Phenolic glycolipids (PGLs) impair TLR4-mediated downstream signaling pathways. (A) Differential production of NO by bone marrow-derived macrophages (BMDMs) pretreated with 25 µM PGL-1 or vehicle (Veh) for 24 h prior to a 24 h stimulation with 1 µg/ml LPS + 100 U/ml IFN-γ, or 10 ng/ml TNF-α + 100 U/ml IFN-γ. ***P < 0.001, Mann–Whitney test, comparing PGL-1-treated to vehicle controls in each condition of cell stimulation. (B) Differential production of NO by wild-type, MyD88^−/−, TRIF^Lps2/Lps2, or DKO BMDMs treated with 25 µM PGL-1 or vehicle (Veh) for 24 h prior to a 24 h stimulation with 1 µg/ml LPS + 100 U/ml IFN-γ. Controls include non-treated, non-stimulated cells (unstim). (C) Differential production of NO by MyD88^−/− BMDMs treated with 25 µM PGL-bov, 25 µM PGL-1, 25 µM PGL-tb, or vehicle (Veh) for 24 h prior to a 24 h stimulation with LPS/IFN-γ. (D) Differential production of NO by MyD88^−/− BMDMs infected with rBCG:no PGL, rBCG:PGL-bov, rBCG:PGL-tb, or rBCG:PGL-1 at a MOI of 5:1, or non-infected (no inf).
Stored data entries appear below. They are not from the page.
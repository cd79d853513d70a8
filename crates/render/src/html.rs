//! HTML for content nodes and pages.

use crate::embedded::render_embedded;
use crate::escape::escape_html;
use crate::state::ViewState;
use folio_idf::{ContentNode, Page};
use folio_traits::Translate;

pub const TOOLTIP_CONFIG_BOOL: &str = "tooltip.config.boolean";
pub const TOOLTIP_CONFIG_INT: &str = "tooltip.config.int";
pub const TOOLTIP_CONFIG_ARRAY: &str = "tooltip.config.array";

pub struct HtmlRenderer<'a> {
    translator: &'a dyn Translate,
    state: &'a ViewState,
}

impl<'a> HtmlRenderer<'a> {
    pub fn new(translator: &'a dyn Translate, state: &'a ViewState) -> Self {
        Self { translator, state }
    }

    pub fn render_page(&self, page: &Page) -> String {
        format!(
            "<div class=\"pagecontent\">{}</div>",
            self.render_nodes(page.nodes())
        )
    }

    pub fn render_nodes(&self, nodes: &[ContentNode]) -> String {
        let mut out = String::new();
        for node in nodes {
            self.render_node(node, &mut out);
        }
        out
    }

    fn tooltip(&self, key: &str, arg: &str, out: &mut String) {
        out.push_str("<div class=\"tooltip\">");
        out.push_str(&escape_html(&self.translator.translate(key, &[arg])));
        out.push_str("</div>");
    }

    fn render_node(&self, node: &ContentNode, out: &mut String) {
        match node {
            ContentNode::Text(s) => out.push_str(&escape_html(s)),
            ContentNode::LineBreak => out.push_str("<br/>"),
            ContentNode::PageBreak => {}
            ContentNode::Anchor(anchor) => {
                let key = anchor.key();
                out.push_str(&format!(
                    "<span class=\"anchor\" id=\"{}\">",
                    escape_html(&key)
                ));
                if let Some(element) = &anchor.element {
                    out.push_str(&render_embedded(element, &key, self.state));
                }
                out.push_str("</span>");
            }
            ContentNode::Link {
                target,
                anchor,
                children,
                ..
            } => {
                out.push_str(&format!(
                    "<a class=\"text-link\" href=\"#{}\">",
                    escape_html(&target.href(anchor.as_deref()))
                ));
                out.push_str(&self.render_nodes(children));
                out.push_str("</a>");
            }
            ContentNode::Formatted { code, children, .. } => {
                out.push_str(&format!("<span class=\"{}\">", code.css_class()));
                out.push_str(&self.render_nodes(children));
                out.push_str("</span>");
            }
            ContentNode::ConfigBool { key, on, off, .. } => {
                out.push_str(&format!(
                    "<span class=\"config-helper tooltip-hider\" data-config=\"{}\">?</span>",
                    escape_html(key.as_str())
                ));
                self.tooltip(TOOLTIP_CONFIG_BOOL, key.as_str(), out);
                let label = if self.state.toggles.option(key) == 0 { on } else { off };
                out.push_str(&format!(
                    "<span class=\"config bool\" title=\"{}\">",
                    escape_html(&self.translator.translate(key.as_str(), &[]))
                ));
                out.push_str(&self.render_nodes(label));
                out.push_str("</span>");
            }
            ContentNode::ConfigInt { key } => {
                out.push_str("<span class=\"config int tooltip-hider\">???</span>");
                self.tooltip(TOOLTIP_CONFIG_INT, key.as_str(), out);
            }
            ContentNode::ConfigIntArray { key, .. } => {
                out.push_str("<span class=\"config int-array tooltip-hider\">?, ?, ?</span>");
                self.tooltip(TOOLTIP_CONFIG_ARRAY, key.as_str(), out);
            }
            ContentNode::Keybind { binding } => {
                out.push_str(&format!(
                    "<span class=\"keybind\">{}</span>",
                    escape_html(&self.translator.translate(binding, &[]))
                ));
            }
        }
    }
}

#[cfg(test)]
mod tests {
    use super::*;
    use folio_idf::{AnchorNode, EmbeddedContent, FormatCode, LinkTarget};
    use folio_traits::IdentityTranslator;
    use folio_types::{AnchorName, ConfigKey, EntryKey};
    use std::sync::Arc;

    fn render(nodes: &[ContentNode], state: &ViewState) -> String {
        HtmlRenderer::new(&IdentityTranslator, state).render_nodes(nodes)
    }

    #[test]
    fn test_text_is_escaped() {
        let html = render(&[ContentNode::text("a<b"), ContentNode::LineBreak], &ViewState::new());
        assert_eq!(html, "a&lt;b<br/>");
    }

    #[test]
    fn test_link_and_formatting() {
        let node = ContentNode::Link {
            target: LinkTarget::Entry(EntryKey::new("wiring")),
            anchor: Some("relay".to_string()),
            children: vec![ContentNode::Formatted {
                code: FormatCode('l'),
                children: vec![ContentNode::text("wires")],
                estimated_length: 5,
            }],
            estimated_length: 5,
        };
        assert_eq!(
            render(&[node], &ViewState::new()),
            "<a class=\"text-link\" href=\"#wiring?relay\"><span class=\"formatting_l\">wires</span></a>"
        );
    }

    #[test]
    fn test_config_bool_follows_toggle() {
        let key = ConfigKey::new("safety");
        let node = ContentNode::ConfigBool {
            key: key.clone(),
            on: vec![ContentNode::text("enabled")],
            off: vec![ContentNode::text("disabled")],
            estimated_length: 8,
        };
        let mut state = ViewState::new();
        let html = render(std::slice::from_ref(&node), &state);
        assert!(html.contains(">enabled</span>"));
        assert!(html.contains("<div class=\"tooltip\">tooltip.config.boolean</div>"));
        state.toggles.toggle(&key);
        assert!(render(&[node], &state).contains(">disabled</span>"));
    }

    #[test]
    fn test_placeholders_and_keybind() {
        let html = render(
            &[
                ContentNode::ConfigInt {
                    key: ConfigKey::new("a"),
                },
                ContentNode::ConfigIntArray {
                    key: ConfigKey::new("b"),
                    extra: None,
                },
                ContentNode::Keybind {
                    binding: "key.sneak".to_string(),
                },
            ],
            &ViewState::new(),
        );
        assert!(html.contains("config int tooltip-hider\">???"));
        assert!(html.contains("config int-array tooltip-hider\">?, ?, ?"));
        assert!(html.contains("<span class=\"keybind\">key.sneak</span>"));
    }

    #[test]
    fn test_anchor_with_element() {
        let mut anchor = AnchorNode::new(AnchorName::new("mb"), None, 5.0);
        anchor.element = Some(Arc::new(EmbeddedContent::Multiblock {
            name: "Furnace".to_string(),
        }));
        let html = render(&[ContentNode::Anchor(anchor)], &ViewState::new());
        assert!(html.starts_with("<span class=\"anchor\" id=\"mb\"><div class=\"multiblock\">"));

        let empty = render(
            &[ContentNode::Anchor(AnchorNode::new(AnchorName::new("x"), None, 0.0))],
            &ViewState::new(),
        );
        assert_eq!(empty, "<span class=\"anchor\" id=\"x\"></span>");
    }

    #[test]
    fn test_page_wrapper() {
        let page = Page::new(vec![ContentNode::text("hi")]);
        let state = ViewState::new();
        let html = HtmlRenderer::new(&IdentityTranslator, &state).render_page(&page);
        assert_eq!(html, "<div class=\"pagecontent\">hi</div>");
    }
}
In (B–D), data are mean NO levels ± SEM (n ≥ 3), expressed as fold changes relative to non-stimulated (unstim) or non-infected (no inf) controls. Data shown are from one experiment repeated twice with similar results. *P < 0.05, **P < 0.01, ***P < 0.001, repeated measures ANOVA with Tukey post hoc test, relative to vehicle or no PGL controls.